===== Data for review

//! Turning raw input into structured metadata through a hosted model.
//!
//! [`Classifier`] talks to the Gemini `generateContent` endpoint.
//! [`ConnectivityMonitor`] tracks whether that endpoint is usable.

mod connectivity;
mod gemini;
mod prompt;

pub use connectivity::{Connectivity, ConnectivityMonitor, MonitorHandle};
pub use gemini::{ClassifyError, ClassifyRequest, Classifier, DEFAULT_BASE_URL, DEFAULT_TIMEOUT};
pub use prompt::SYSTEM_PROMPT;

==========

» What the task requires:
Find each line in the data above with the word "Classifier", then copy it.

» Response to this exercise:
//! [`Classifier`] talks to the Gemini `generateContent` endpoint.
pub use gemini::{ClassifyError, ClassifyRequest, Classifier, DEFAULT_BASE_URL, DEFAULT_TIMEOUT};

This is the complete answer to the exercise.